By repeated reciprocal pumping strokes it is in principle possible to 
intermittently pull in an unlimited length of sheet. This is done as 
follows: During the first pumping stroke the upper gearing is engaged 
since the disc 25 has moved the ratchet catch out of the engaged position 
by the tongue 27 abutting against the projection 30. In this position the 
torque is transmitted from the pulley and the support means via the 
spindle and the upper gear ring 19 to the toothed rim 20 and on via the 
ratchet catch 24 to the intermediate gear 6 and via the inner gear ring 7 
to the winch drum. By virtue of the fact that the diameter of the gear 
ring 19 is substantially less than that of the toothed rim 20, the 
reduction is high and therefore there is a high mechanical advantage but 
at the same time a low rotational speed of the winch drum with this gear 
speed. In order to obtain a smaller reduction, and thus a higher 
rotational speed of the winch drum, during the initial pumping strokes, 
the person pulling in the sheet engages the lower gearing by pulling the 
spindle to its other end position whereby the rotation of the tongue 27 is 
stopped by the projection 31 just before the rotation of the spindle is 
stopped by the heel 22 on the toothed rim 20. This produces a relative 
rotation of the disc 25 in relation to the spindle thus moving the catch 
15 into the blocking position with the aid of its spring. 

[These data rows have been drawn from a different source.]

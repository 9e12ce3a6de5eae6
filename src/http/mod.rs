//! HTTP/1.0 and HTTP/1.1 protocol handling.
//!
//! # Architecture
//!
//! - **`line`**: Reads CRLF-terminated lines from the connection's buffered reader
//! - **`parser`**: Builds a [`Request`](request::Request) from those lines
//! - **`request`**: Request, protocol version and Content-Length bounded body
//! - **`keepalive`**: Decides whether a connection stays open after a response
//! - **`response`**: Response filled in by the handler
//! - **`status`**: Status titles for the status line
//! - **`writer`**: Serializes and writes responses to the client
//! - **`handler`**: The application hook invoked per request
//! - **`connection`**: The per-connection request/response loop
//!
//! # Connection State Machine
//!
//! ```text
//!        ┌──────────────────┐
//!        │ AwaitingRequest  │ ← Parse request line, headers
//!        └──────┬───────────┘
//!               │ Parsed          (parse error → 400, Closed)
//!               ▼
//!        ┌──────────────────┐
//!        │   Dispatching    │ ← Handler fills in the response
//!        └──────┬───────────┘
//!               │
//!               ▼
//!        ┌──────────────────┐
//!        │ WritingResponse  │ ← Send response to client
//!        └──────┬───────────┘
//!               │ Response sent   (write error → Closed)
//!               ├─ Keep-Alive → AwaitingRequest (same connection)
//!               └─ Close → Closed
//! ```
//!
//! # Example
//!
//! ```ignore
//! use std::sync::Arc;
//! use wireline::http::connection::Connection;
//! use tokio::net::TcpListener;
//!
//! #[tokio::main]
//! async fn main() -> anyhow::Result<()> {
//!     let listener = TcpListener::bind("127.0.0.1:8080").await?;
//!     let handler = Arc::new(MyHandler);
//!
//!     loop {
//!         let (socket, _addr) = listener.accept().await?;
//!         let conn = Connection::new(socket, handler.clone());
//!         tokio::spawn(async move {
//!             if let Err(e) = conn.run().await {
//!                 eprintln!("Connection error: {}", e);
//!             }
//!         });
//!     }
//! }
//! ```

pub mod connection;
pub mod handler;
pub mod keepalive;
pub mod line;
pub mod parser;
pub mod request;
pub mod response;
pub mod status;
pub mod writer;

pub use handler::Handler;
pub use request::{Request, Version};
pub use response::Response;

During the return portion of the first pumping stroke the winch drum is 
stationary due to the ratchet catches 17 and 18 while the spindle, the 
support means and the pulley are moved by the spring 37 to the first end 
position. The torque which the spring can apply to the support means must 
be great enough to produce the return movement without the person holding 
the sheet having to ease it so much that the sheet begins to slide on the 
winch drum. 
Before the first end position has been reached, the person handling the 
sheet begins the second pumping stroke with the lower gearing remaining 
engaged. Since the diameter of the gear 5 is greater than that of gear 6, 
a relatively low gear ratio, and thus a smaller mechanical advantage, is 
obtained but at the same time the winch drum is turned more rapidly. When 
this gear is engaged the torque is transmitted from the spindle via the 
catch 15, the gears 5 and 6, and the inner gear ring 7 to the winch drum. 

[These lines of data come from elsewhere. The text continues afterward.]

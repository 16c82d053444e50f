use prometheus::{Encoder, HistogramVec, IntCounterVec, IntGauge, Opts, Registry, TextEncoder};

#[derive(Clone)]
pub struct Metrics {
    registry: Registry,
    pub assignments_total: IntCounterVec,
    pub assignment_latency_seconds: HistogramVec,
    pub deliveries_total: IntCounterVec,
    pub partners_occupied: IntGauge,
}

impl Metrics {
    pub fn new() -> Self {
        let registry = Registry::new();

        let assignments_total = IntCounterVec::new(
            Opts::new("assignments_total", "Total order assignments by outcome"),
            &["outcome"],
        )
        .expect("valid assignments_total metric");

        let assignment_latency_seconds = HistogramVec::new(
            prometheus::HistogramOpts::new(
                "assignment_latency_seconds",
                "Latency of order assignment in seconds",
            ),
            &["outcome"],
        )
        .expect("valid assignment_latency_seconds metric");

        let deliveries_total = IntCounterVec::new(
            Opts::new(
                "deliveries_total",
                "Total completed deliveries by trigger (sweep or check)",
            ),
            &["trigger"],
        )
        .expect("valid deliveries_total metric");

        let partners_occupied =
            IntGauge::new("partners_occupied", "Current number of occupied partners")
                .expect("valid partners_occupied metric");

        registry
            .register(Box::new(assignments_total.clone()))
            .expect("register assignments_total");
        registry
            .register(Box::new(assignment_latency_seconds.clone()))
            .expect("register assignment_latency_seconds");
        registry
            .register(Box::new(deliveries_total.clone()))
            .expect("register deliveries_total");
        registry
            .register(Box::new(partners_occupied.clone()))
            .expect("register partners_occupied");

        Self {
            registry,
            assignments_total,
            assignment_latency_seconds,
            deliveries_total,
            partners_occupied,
        }
    }

    pub fn encode(&self) -> Result<String, String> {
        let metric_families = self.registry.gather();
        let mut buffer = Vec::new();

        TextEncoder::new()
            .encode(&metric_families, &mut buffer)
            .map_err(|err| format!("failed to encode metrics: {err}"))?;

        String::from_utf8(buffer).map_err(|err| format!("metrics are not valid utf8: {err}"))
    }
}

impl Default for Metrics {
    fn default() -> Self {
        Self::new()
    }
}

Since the toothed rim 20 is turned more slowly than the gears 6, the catch 
24 will "coast" in the same manner as it and catch 15 do during the return 
movement of the spindle. 
With the lower gearing engaged, the person handling the sheet carries out 
pumping strokes, without striking the first end position, until the 
pulling force in the sheet is so great that he is no longer able to turn 
the support means. 
In order to engage the upper gearing again, which has a higher gear ratio 
and thus provides an increased mechanical advantage, the support means is 
allowed to go all the way back to its first end position, the starting 
position. The tongue 27 strikes against the stop projection 30 and the 
ratchet catch 15 is moved out of engagement. 

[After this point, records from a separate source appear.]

pub mod api;
pub mod config;
pub mod engine;
pub mod error;
pub mod geo;
pub mod models;
pub mod observability;
pub mod state;
pub mod store;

As long as one avoids allowing the support means to go all the way to its 
second end position, the upper gearing will be engaged. 
When the sheet has been pulled in sufficiently, the support means is 
allowed to return to the starting position by easing the outgoing line, 
which is then wedged tightly in the jam cleat 9. 
It is apparent that with the embodiment of the winch described above, 
foresail sheets in recreational boats of varying sizes can be handled 
simply and easily. By selecting suitable diameter ratios of the gears in 
the gear arrangements, it is possible to obtain the same mechanical 
advantages as those in known types of sheet winches of comparable size. 
The mechanical advantage can also be varied within certain limits by 
varying the ratio between the diameters of the drum 8 and the winch drum. 
The angle in the vertical plane of the axis of rotation of the pulley must 
be adapted thereto. The maximum length of the pumping stroke can also be 
varied in this manner. Because the rotational axis of the pulley is 
located at a distance from the winch axis which exceeds the radius of the 
pulley, this relieves the oblique forces on the pulley and makes possible 
a low height of the upper portion of the winch. 
By selecting the maximum turning angle of the support means to be 
270.degree. and by placing the jam cleat and the pulley next to each 
other, with the orientation of the jam cleat essentially parallel to the 
axis of the pulley one achieves both convenient handling when looping the 
sheet over the pulley and the upper drum as well as convenient blocking of 
the sheet. 
The fact that the torsion spring 37 is mounted between the bearing body 32 
and the frame and the fact that the support means and the drum 8 can be 
removed after the holder 33 has been taken off make it possible to remove 
the winch drum and thus screw the frame securely to its base without 
having to release the tension in the torsion spring. 
FIG. 7 shows a horizontal section through the gear housing of a one-speed 
embodiment of the invention in which a spindle 38 is securely joined to a 
spiro-shaped gear 39 which engages an identical gear 40 mounted on an 
intermediate shaft 41. On the same shaft, in a plane beneath the gear 40, 
a cylindrical gear 42 is mounted which engages the winch drum 43. A 
ratchet catch 44 mounted on the frame 45 prevents the gear 42, and thus 
the winch drum, from turning counter-clockwise. A catch (not shown) is 
arranged between gears 40 and 42 in such a manner that the gear 40 drives 
the gear 42 when rotated clockwise. 
The position shown is the starting position for a pumping stroke in which 
the mechanical advantage increases depending on the position of the 
spindle. 
In this embodiment as well, the turning of the spindle is limited to 
270.degree.. If in the first stage of pulling in the sheet, a low gear 
ratio is desired, and thereby a rapid turning of the winch drum, the first 
pumping stroke is taken all the way out and then a relatively short 
reciprocal pumping movement is performed in the vicinity of the second end 
position of the spindle. As the pulling force of the sheet increases, one 
approaches the first end position of the spindle with the pumping movement 
until the spindle reaches the end in this position. A short pumping 
movement in this portion of the maximum pumping stroke provides a high 
mechanical advantage. 
This latter embodiment is especially suitable for small winches with 
moderate gear reduction requirement since it is of simple construction and 
thus inexpensive to manufacture. 
Additional embodiments are conceivable within the scope of the accompanying 
claims. The reversing gear can of course be made with one speed with 
cylindrical gears. Also the return spring can be replaced or be 
supplemented with a gearing arrangement between the spindle and the winch 
drum with a very high gear ratio, in which the torque on the winch drum is 
used to move the spindle to its starting position. A small portion of each 
pumping stroke is lost in this case, however, by the winch drum being 
turned back somewhat during the return of the spindle. 
The driving connection between the spindle and the winch drum need not be a 
gear mechanism but can be various types of cam/roller means or lever 
mechanisms. 
The invention is of course not limited to sheet winches but also comprises 
other types of winches, where the inventive principle imparts advantages. 
According to a further proposed embodiment (not shown), instead of being 
arranged between the support means and the winch drum, the driving 
connection can be coupled between the additional drum and the winch drum. 
In this case the additional drum must be made so that sufficient friction 
can be achieved against the line portion which runs around the drum so 
that a pulling force in the outgoing line is transformed into a torque on 
the additional drum, sufficiently large to drive the winch drum.